[Stored data]
....................

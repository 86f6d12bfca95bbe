use glam::Vec2;

use crate::map::ArenaMap;
use crate::physics::Circle;
use crate::weapon::{Loadout, Weapon};

use super::config::PlayerConfig;

pub const DEFAULT_USERNAME: &str = "Player";
pub const MAX_USERNAME_LEN: usize = 16;

pub fn sanitize_username(raw: &str) -> String {
    let trimmed = raw.trim();
    if trimmed.is_empty() {
        return DEFAULT_USERNAME.to_string();
    }
    trimmed.chars().take(MAX_USERNAME_LEN).collect()
}

/// The locally controlled player. Only the local simulation and combat
/// resolution mutate it.
#[derive(Debug, Clone)]
pub struct PlayerState {
    config: PlayerConfig,
    hitbox: Circle,
    velocity: Vec2,
    rotation: f32,
    health: f32,
    alive: bool,
    respawn_at_ms: u64,
    username: String,
    kills: u32,
    loadout: Loadout,
}

impl PlayerState {
    pub fn new(config: PlayerConfig, position: Vec2, username: &str) -> Self {
        Self {
            hitbox: Circle::new(position, config.radius),
            velocity: Vec2::ZERO,
            rotation: 0.0,
            health: config.max_health,
            alive: true,
            respawn_at_ms: 0,
            username: sanitize_username(username),
            kills: 0,
            loadout: Loadout::new(),
            config,
        }
    }

    pub fn config(&self) -> &PlayerConfig {
        &self.config
    }

    pub fn position(&self) -> Vec2 {
        self.hitbox.center
    }

    pub fn set_position(&mut self, position: Vec2) {
        self.hitbox.center = position;
    }

    pub fn hitbox(&self) -> Circle {
        self.hitbox
    }

    pub fn velocity(&self) -> Vec2 {
        self.velocity
    }

    pub fn set_velocity(&mut self, velocity: Vec2) {
        self.velocity = velocity;
    }

    /// Movement intent in the unit square, scaled by the configured speed.
    pub fn set_move_direction(&mut self, direction: Vec2) {
        self.velocity = direction.clamp_length_max(1.0) * self.config.move_speed;
    }

    /// Degrees, counter-clockwise from +x.
    pub fn rotation(&self) -> f32 {
        self.rotation
    }

    pub fn set_rotation(&mut self, degrees: f32) {
        self.rotation = degrees;
    }

    pub fn aim_at(&mut self, target: Vec2) {
        let delta = target - self.position();
        if delta.length_squared() > f32::EPSILON {
            self.rotation = delta.y.atan2(delta.x).to_degrees();
        }
    }

    pub fn aim_direction(&self) -> Vec2 {
        Vec2::from_angle(self.rotation.to_radians())
    }

    pub fn health(&self) -> f32 {
        self.health
    }

    pub fn max_health(&self) -> f32 {
        self.config.max_health
    }

    pub fn is_alive(&self) -> bool {
        self.alive
    }

    pub fn respawn_at_ms(&self) -> u64 {
        self.respawn_at_ms
    }

    pub fn username(&self) -> &str {
        &self.username
    }

    pub fn set_username(&mut self, username: &str) {
        self.username = sanitize_username(username);
    }

    pub fn kills(&self) -> u32 {
        self.kills
    }

    pub fn set_kills(&mut self, kills: u32) {
        self.kills = kills;
    }

    pub fn add_kill(&mut self) -> u32 {
        self.kills += 1;
        self.kills
    }

    pub fn loadout(&self) -> &Loadout {
        &self.loadout
    }

    pub fn current_weapon(&self) -> &Weapon {
        self.loadout.current()
    }

    pub fn fire(&mut self, now_ms: u64) -> bool {
        self.alive && self.loadout.current_mut().fire(now_ms)
    }

    pub fn reload(&mut self, now_ms: u64) -> bool {
        self.loadout.current_mut().reload(now_ms)
    }

    pub fn next_weapon(&mut self) {
        self.loadout.next();
    }

    pub fn previous_weapon(&mut self) {
        self.loadout.previous();
    }

    pub fn select_weapon(&mut self, index: usize) -> bool {
        self.loadout.select(index)
    }

    pub fn update_weapons(&mut self, now_ms: u64) {
        self.loadout.update(now_ms);
    }

    /// Applies damage and returns whether it killed the player. Dead players
    /// ignore further damage.
    pub fn take_damage(&mut self, damage: f32, now_ms: u64) -> bool {
        if !self.alive {
            return false;
        }

        self.health = (self.health - damage.max(0.0)).min(self.config.max_health);
        if self.health <= 0.0 {
            self.health = 0.0;
            self.alive = false;
            self.velocity = Vec2::ZERO;
            self.respawn_at_ms = now_ms + self.config.respawn_delay_ms;
            return true;
        }
        false
    }

    pub fn should_respawn(&self, now_ms: u64) -> bool {
        !self.alive && now_ms >= self.respawn_at_ms
    }

    pub fn revive(&mut self, position: Vec2) {
        self.hitbox.center = position;
        self.velocity = Vec2::ZERO;
        self.health = self.config.max_health;
        self.alive = true;
    }

    /// Full reset for a new round: health, kills and weapons start over.
    pub fn reset(&mut self, position: Vec2) {
        self.revive(position);
        self.rotation = 0.0;
        self.kills = 0;
        self.respawn_at_ms = 0;
        self.loadout = Loadout::new();
    }

    /// Moves by `velocity * dt`. A move that would overlap an obstacle is
    /// discarded; the result always stays inside the arena.
    pub fn advance(&mut self, dt: f32, map: &ArenaMap) {
        if !self.alive {
            return;
        }

        let next = Circle::new(self.hitbox.center + self.velocity * dt, self.hitbox.radius);
        if !map.is_blocked(&next) {
            self.hitbox = next;
        }

        let r = self.hitbox.radius;
        let max = Vec2::new((map.width() - r).max(r), (map.height() - r).max(r));
        self.hitbox.center = self.hitbox.center.clamp(Vec2::splat(r), max);
    }
}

....................

● **WORK TASK**
Scan the lines above for "self.health = 0.0;" and for "self.health = self.config.max_health;". Repeat exactly the line holding each of them and every line in between.

● **SOLUTION**
            self.health = 0.0;
            self.alive = false;
            self.velocity = Vec2::ZERO;
            self.respawn_at_ms = now_ms + self.config.respawn_delay_ms;
            return true;
        }
        false
    }

    pub fn should_respawn(&self, now_ms: u64) -> bool {
        !self.alive && now_ms >= self.respawn_at_ms
    }

    pub fn revive(&mut self, position: Vec2) {
        self.hitbox.center = position;
        self.velocity = Vec2::ZERO;
        self.health = self.config.max_health;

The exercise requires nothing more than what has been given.